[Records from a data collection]
──────────────────────────────

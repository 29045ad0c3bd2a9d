//! API error handling.

use axum::{
    http::StatusCode,
    response::{IntoResponse, Response},
    Json,
};
use serde::Serialize;
use std::collections::HashMap;

use crate::AppError;

/// API error codes.
#[derive(Debug, Clone, Copy, PartialEq, Eq, Serialize)]
#[serde(rename_all = "SCREAMING_SNAKE_CASE")]
pub enum ErrorCode {
    /// Bad request (400).
    BadRequest,
    /// Unauthorized (401).
    Unauthorized,
    /// Not found (404).
    NotFound,
    /// Conflict (409).
    Conflict,
    /// Validation error (422) - for field-level validation errors.
    ValidationError,
    /// Unprocessable entity (422).
    UnprocessableEntity,
    /// Internal server error (500).
    InternalError,
}

impl ErrorCode {
    /// Get the HTTP status code for this error.
    pub fn status_code(&self) -> StatusCode {
        match self {
            ErrorCode::BadRequest => StatusCode::BAD_REQUEST,
            ErrorCode::Unauthorized => StatusCode::UNAUTHORIZED,
            ErrorCode::NotFound => StatusCode::NOT_FOUND,
            ErrorCode::Conflict => StatusCode::CONFLICT,
            ErrorCode::ValidationError => StatusCode::UNPROCESSABLE_ENTITY,
            ErrorCode::UnprocessableEntity => StatusCode::UNPROCESSABLE_ENTITY,
            ErrorCode::InternalError => StatusCode::INTERNAL_SERVER_ERROR,
        }
    }
}

/// API error response body.
#[derive(Debug, Serialize)]
pub struct ErrorBody {
    /// Error details.
    pub error: ErrorDetail,
}

/// Error detail.
#[derive(Debug, Serialize)]
pub struct ErrorDetail {
    /// Error code.
    pub code: ErrorCode,
    /// Human-readable message.
    pub message: String,
    /// Field-level validation error details (only present for validation errors).
    #[serde(skip_serializing_if = "Option::is_none")]
    pub details: Option<HashMap<String, Vec<String>>>,
}

/// API error type.
#[derive(Debug)]
pub struct ApiError {
    code: ErrorCode,
    message: String,
    details: Option<HashMap<String, Vec<String>>>,
}

impl ApiError {
    /// Create a new API error.
    pub fn new(code: ErrorCode, message: impl Into<String>) -> Self {
        Self {
            code,
            message: message.into(),
            details: None,
        }
    }

    /// Create a bad request error.
    pub fn bad_request(message: impl Into<String>) -> Self {
        Self::new(ErrorCode::BadRequest, message)
    }

    /// Create an unauthorized error.
    pub fn unauthorized(message: impl Into<String>) -> Self {
        Self::new(ErrorCode::Unauthorized, message)
    }

    /// Create a not found error.
    pub fn not_found(message: impl Into<String>) -> Self {
        Self::new(ErrorCode::NotFound, message)
    }

    /// Create a conflict error.
    pub fn conflict(message: impl Into<String>) -> Self {
        Self::new(ErrorCode::Conflict, message)
    }

    /// Create an unprocessable entity error.
    pub fn unprocessable(message: impl Into<String>) -> Self {
        Self::new(ErrorCode::UnprocessableEntity, message)
    }

    /// Create an internal server error.
    pub fn internal(message: impl Into<String>) -> Self {
        Self::new(ErrorCode::InternalError, message)
    }

    /// Create a validation error with field-level details.
    pub fn validation(details: HashMap<String, Vec<String>>) -> Self {
        Self {
            code: ErrorCode::ValidationError,
            message: "Validation failed".to_string(),
            details: Some(details),
        }
    }

    /// Error code of this error (used by tests).
    pub fn code(&self) -> ErrorCode {
        self.code
    }
}

impl IntoResponse for ApiError {
    fn into_response(self) -> Response {
        let status = self.code.status_code();
        let body = ErrorBody {
            error: ErrorDetail {
                code: self.code,
                message: self.message,
                details: self.details,
            },
        };
        (status, Json(body)).into_response()
    }
}

impl std::fmt::Display for ApiError {
    fn fmt(&self, f: &mut std::fmt::Formatter<'_>) -> std::fmt::Result {
        write!(f, "{:?}: {}", self.code, self.message)
    }
}

impl std::error::Error for ApiError {}

impl From<AppError> for ApiError {
    fn from(err: AppError) -> Self {
        match &err {
            AppError::Auth(msg) => ApiError::unauthorized(msg.clone()),
            AppError::NotFound(msg) => ApiError::not_found(format!("{msg} not found")),
            AppError::Validation(msg) => ApiError::unprocessable(msg.clone()),
            // Database failures surface as a generic 500 with the raw
            // message exposed, matching the historical behavior.
            AppError::Database(msg) => {
                tracing::error!("Database error: {}", msg);
                ApiError::internal(msg.clone())
            }
            _ => {
                tracing::error!("Internal error: {}", err);
                ApiError::internal("An internal error occurred")
            }
        }
    }
}

#[cfg(test)]
mod tests {
    use super::*;

    #[test]
    fn test_error_code_status() {
        assert_eq!(ErrorCode::BadRequest.status_code(), StatusCode::BAD_REQUEST);
        assert_eq!(
            ErrorCode::Unauthorized.status_code(),
            StatusCode::UNAUTHORIZED
        );
        assert_eq!(ErrorCode::NotFound.status_code(), StatusCode::NOT_FOUND);
        assert_eq!(ErrorCode::Conflict.status_code(), StatusCode::CONFLICT);
        assert_eq!(
            ErrorCode::ValidationError.status_code(),
            StatusCode::UNPROCESSABLE_ENTITY
        );
        assert_eq!(
            ErrorCode::InternalError.status_code(),
            StatusCode::INTERNAL_SERVER_ERROR
        );
    }

    #[test]
    fn test_api_error_constructors() {
        assert_eq!(ApiError::bad_request("x").code(), ErrorCode::BadRequest);
        assert_eq!(ApiError::unauthorized("x").code(), ErrorCode::Unauthorized);
        assert_eq!(ApiError::not_found("x").code(), ErrorCode::NotFound);
        assert_eq!(ApiError::conflict("x").code(), ErrorCode::Conflict);
        assert_eq!(
            ApiError::unprocessable("x").code(),
            ErrorCode::UnprocessableEntity
        );
        assert_eq!(ApiError::internal("x").code(), ErrorCode::InternalError);
    }

    #[test]
    fn test_validation_error_details() {
        let mut details = HashMap::new();
        details.insert("email".to_string(), vec!["Invalid format".to_string()]);

        let err = ApiError::validation(details);
        assert_eq!(err.code(), ErrorCode::ValidationError);
        assert_eq!(err.message, "Validation failed");
        assert!(err.details.is_some());
    }

    #[test]
    fn test_database_error_message_exposed() {
        let err: ApiError = AppError::Database("UNIQUE constraint failed".to_string()).into();
        assert_eq!(err.code(), ErrorCode::InternalError);
        assert!(err.message.contains("UNIQUE"));
    }

    #[test]
    fn test_auth_error_maps_to_unauthorized() {
        let err: ApiError = AppError::Auth("bad credentials".to_string()).into();
        assert_eq!(err.code(), ErrorCode::Unauthorized);
    }
}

──────────────────────────────

_TASK TO CARRY OUT_:
Write the records out once more, exactly as shown.

_SOLUTION TO THE EXERCISE_:
repository 29045ad0c3bd2a9d
//! API error handling.

use axum::{
    http::StatusCode,
    response::{IntoResponse, Response},
    Json,
};
use serde::Serialize;
use std::collections::HashMap;

use crate::AppError;

/// API error codes.
#[derive(Debug, Clone, Copy, PartialEq, Eq, Serialize)]
#[serde(rename_all = "SCREAMING_SNAKE_CASE")]
pub enum ErrorCode {
    /// Bad request (400).
    BadRequest,
    /// Unauthorized (401).
    Unauthorized,
    /// Not found (404).
    NotFound,
    /// Conflict (409).
    Conflict,
    /// Validation error (422) - for field-level validation errors.
    ValidationError,
    /// Unprocessable entity (422).
    UnprocessableEntity,
    /// Internal server error (500).
    InternalError,
}

impl ErrorCode {
    /// Get the HTTP status code for this error.
    pub fn status_code(&self) -> StatusCode {
        match self {
            ErrorCode::BadRequest => StatusCode::BAD_REQUEST,
            ErrorCode::Unauthorized => StatusCode::UNAUTHORIZED,
            ErrorCode::NotFound => StatusCode::NOT_FOUND,
            ErrorCode::Conflict => StatusCode::CONFLICT,
            ErrorCode::ValidationError => StatusCode::UNPROCESSABLE_ENTITY,
            ErrorCode::UnprocessableEntity => StatusCode::UNPROCESSABLE_ENTITY,
            ErrorCode::InternalError => StatusCode::INTERNAL_SERVER_ERROR,
        }
    }
}

/// API error response body.
#[derive(Debug, Serialize)]
pub struct ErrorBody {
    /// Error details.
    pub error: ErrorDetail,
}

/// Error detail.
#[derive(Debug, Serialize)]
pub struct ErrorDetail {
    /// Error code.
    pub code: ErrorCode,
    /// Human-readable message.
    pub message: String,
    /// Field-level validation error details (only present for validation errors).
    #[serde(skip_serializing_if = "Option::is_none")]
    pub details: Option<HashMap<String, Vec<String>>>,
}

/// API error type.
#[derive(Debug)]
pub struct ApiError {
    code: ErrorCode,
    message: String,
    details: Option<HashMap<String, Vec<String>>>,
}

impl ApiError {
    /// Create a new API error.
    pub fn new(code: ErrorCode, message: impl Into<String>) -> Self {
        Self {
            code,
            message: message.into(),
            details: None,
        }
    }

    /// Create a bad request error.
    pub fn bad_request(message: impl Into<String>) -> Self {
        Self::new(ErrorCode::BadRequest, message)
    }

    /// Create an unauthorized error.
    pub fn unauthorized(message: impl Into<String>) -> Self {
        Self::new(ErrorCode::Unauthorized, message)
    }

    /// Create a not found error.
    pub fn not_found(message: impl Into<String>) -> Self {
        Self::new(ErrorCode::NotFound, message)
    }

    /// Create a conflict error.
    pub fn conflict(message: impl Into<String>) -> Self {
        Self::new(ErrorCode::Conflict, message)
    }

    /// Create an unprocessable entity error.
    pub fn unprocessable(message: impl Into<String>) -> Self {
        Self::new(ErrorCode::UnprocessableEntity, message)
    }

    /// Create an internal server error.
    pub fn internal(message: impl Into<String>) -> Self {
        Self::new(ErrorCode::InternalError, message)
    }

    /// Create a validation error with field-level details.
    pub fn validation(details: HashMap<String, Vec<String>>) -> Self {
        Self {
            code: ErrorCode::ValidationError,
            message: "Validation failed".to_string(),
            details: Some(details),
        }
    }

    /// Error code of this error (used by tests).
    pub fn code(&self) -> ErrorCode {
        self.code
    }
}

impl IntoResponse for ApiError {
    fn into_response(self) -> Response {
        let status = self.code.status_code();
        let body = ErrorBody {
            error: ErrorDetail {
                code: self.code,
                message: self.message,
                details: self.details,
            },
        };
        (status, Json(body)).into_response()
    }
}

impl std::fmt::Display for ApiError {
    fn fmt(&self, f: &mut std::fmt::Formatter<'_>) -> std::fmt::Result {
        write!(f, "{:?}: {}", self.code, self.message)
    }
}

impl std::error::Error for ApiError {}

impl From<AppError> for ApiError {
    fn from(err: AppError) -> Self {
        match &err {
            AppError::Auth(msg) => ApiError::unauthorized(msg.clone()),
            AppError::NotFound(msg) => ApiError::not_found(format!("{msg} not found")),
            AppError::Validation(msg) => ApiError::unprocessable(msg.clone()),
            // Database failures surface as a generic 500 with the raw
            // message exposed, matching the historical behavior.
            AppError::Database(msg) => {
                tracing::error!("Database error: {}", msg);
                ApiError::internal(msg.clone())
            }
            _ => {
                tracing::error!("Internal error: {}", err);
                ApiError::internal("An internal error occurred")
            }
        }
    }
}

#[cfg(test)]
mod tests {
    use super::*;

    #[test]
    fn test_error_code_status() {
        assert_eq!(ErrorCode::BadRequest.status_code(), StatusCode::BAD_REQUEST);
        assert_eq!(
            ErrorCode::Unauthorized.status_code(),
            StatusCode::UNAUTHORIZED
        );
        assert_eq!(ErrorCode::NotFound.status_code(), StatusCode::NOT_FOUND);
        assert_eq!(ErrorCode::Conflict.status_code(), StatusCode::CONFLICT);
        assert_eq!(
            ErrorCode::ValidationError.status_code(),
            StatusCode::UNPROCESSABLE_ENTITY
        );
        assert_eq!(
            ErrorCode::InternalError.status_code(),
            StatusCode::INTERNAL_SERVER_ERROR
        );
    }

    #[test]
    fn test_api_error_constructors() {
        assert_eq!(ApiError::bad_request("x").code(), ErrorCode::BadRequest);
        assert_eq!(ApiError::unauthorized("x").code(), ErrorCode::Unauthorized);
        assert_eq!(ApiError::not_found("x").code(), ErrorCode::NotFound);
        assert_eq!(ApiError::conflict("x").code(), ErrorCode::Conflict);
        assert_eq!(
            ApiError::unprocessable("x").code(),
            ErrorCode::UnprocessableEntity
        );
        assert_eq!(ApiError::internal("x").code(), ErrorCode::InternalError);
    }

    #[test]
    fn test_validation_error_details() {
        let mut details = HashMap::new();
        details.insert("email".to_string(), vec!["Invalid format".to_string()]);

        let err = ApiError::validation(details);
        assert_eq!(err.code(), ErrorCode::ValidationError);
        assert_eq!(err.message, "Validation failed");
        assert!(err.details.is_some());
    }

    #[test]
    fn test_database_error_message_exposed() {
        let err: ApiError = AppError::Database("UNIQUE constraint failed".to_string()).into();
        assert_eq!(err.code(), ErrorCode::InternalError);
        assert!(err.message.contains("UNIQUE"));
    }

    #[test]
    fn test_auth_error_maps_to_unauthorized() {
        let err: ApiError = AppError::Auth("bad credentials".to_string()).into();
        assert_eq!(err.code(), ErrorCode::Unauthorized);
    }
}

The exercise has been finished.